You can’t gloss over “contributions” with “by whatever measure”. What measure? There simply isn’t some objective measurement of “contribution”, full stop.

Society doesn’t reward anyone. In term of income, it comes from individual transactions, not some transfer from society. “Society” doesn’t pay me, my employer does. “Society” didn’t buy Windows, individuals did.

Further, what’s a reward? It’s not just income or wealth. Some value family, leisure time, artistic pursuits, or what have you much more than wealth. If I were offered twice my salary at one and a half times the hours, I’d refuse, because I value what I spend that time doing more than that sum of money. Viewing worth as a question of income is odeous, and frankly something I’d expect you to attribute to your political opponents.

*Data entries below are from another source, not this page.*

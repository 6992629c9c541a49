//! Test utilities for flux-dispatch applications.
//!
//! - [`ActionRecorder`]: middleware that captures every dispatched action,
//!   for asserting lifecycle sequences.
//! - [`recording_store`]: a passthrough store wired with the recorder and
//!   thunk middleware.
//! - Time control helpers (feature `testing-time`) for driving debounced
//!   and polled work deterministically.

use std::sync::{Arc, Mutex};

use serde_json::Value;

use crate::action::Action;
use crate::middleware::{
    create_store_with_middleware, Middleware, MiddlewareApi, NextFn, ThunkMiddleware,
};
use crate::store::{Op, RootReducer, Store};

/// Middleware that records every plain action flowing through the chain.
///
/// Clones share the same buffer, so keep one clone in the test and install
/// another in the store.
#[derive(Clone, Default)]
pub struct ActionRecorder {
    inner: Arc<Mutex<Vec<Action>>>,
}

impl ActionRecorder {
    pub fn new() -> Self {
        Self::default()
    }

    /// Every recorded action, in dispatch order.
    pub fn actions(&self) -> Vec<Action> {
        self.inner.lock().unwrap().clone()
    }

    /// Just the action types, in dispatch order.
    pub fn kinds(&self) -> Vec<String> {
        self.inner
            .lock()
            .unwrap()
            .iter()
            .map(|action| action.kind.clone())
            .collect()
    }

    pub fn clear(&self) {
        self.inner.lock().unwrap().clear();
    }
}

impl Middleware for ActionRecorder {
    fn wrap(self: Arc<Self>, _api: MiddlewareApi, next: NextFn) -> NextFn {
        Arc::new(move |op| match op {
            Op::Action(action) => {
                self.inner.lock().unwrap().push(action.clone());
                next(Op::Action(action))
            }
            op => next(op),
        })
    }
}

/// A store whose state passes through unchanged, wired with an
/// [`ActionRecorder`] and thunk middleware. Returns the store and a handle
/// to the recorder.
pub fn recording_store() -> (Store, ActionRecorder) {
    recording_store_with_reducer(Arc::new(|state, _action| {
        state.cloned().unwrap_or(Value::Null)
    }))
}

/// Like [`recording_store`] but with a caller-provided root reducer.
pub fn recording_store_with_reducer(reducer: RootReducer) -> (Store, ActionRecorder) {
    let recorder = ActionRecorder::new();
    let store = create_store_with_middleware(
        reducer,
        None,
        vec![
            Arc::new(recorder.clone()),
            Arc::new(ThunkMiddleware::new()),
        ],
    );
    (store, recorder)
}

/// Pause the tokio clock. Requires a current-thread test runtime.
#[cfg(feature = "testing-time")]
pub fn pause_time() {
    tokio::time::pause();
}

/// Resume the tokio clock.
#[cfg(feature = "testing-time")]
pub fn resume_time() {
    tokio::time::resume();
}

/// Advance the paused tokio clock, firing any timers that come due.
#[cfg(feature = "testing-time")]
pub async fn advance_time(duration: std::time::Duration) {
    tokio::time::advance(duration).await;
}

What’s a contribution? What’s a reward?

Evidence that wealth inequality exists, and has been increasing since the '70s? Yes. Evidence that this is proof of some dire trend? Rather more sparse. The hand-waving is of the vastly different causes of the inequality in the scary-comparables like Saudi Arabia. Inequality is a symptom, not a problem in itself. It Saudi Arabia it’s a symptom of a striated, legally unequal society. In America, it’s a symptom of economic growth, innovation, and relatively low tax rates.

As far as the idea of an “informal conspiracy” of CEOs and the rest of the business “elite” to raise their salaries; it seems to me people are dancing around the taboo words “class” and “caste”, because that’s what we have. A rich business caste that works to warp society to make itself even richer at the expense of everyone else. People just don’t want to admit that we’re a class-ridden society.

It does no such thing. The people who make the most money are the ones who are already rich and risk nothing.

America is one of the least socioeconomically mobile industrialized nations, for all our speechmaking about being a land of opportunity. If you want to climb out of poverty into the middle or upper class, you’re better off in one of those Evil Socialist nations.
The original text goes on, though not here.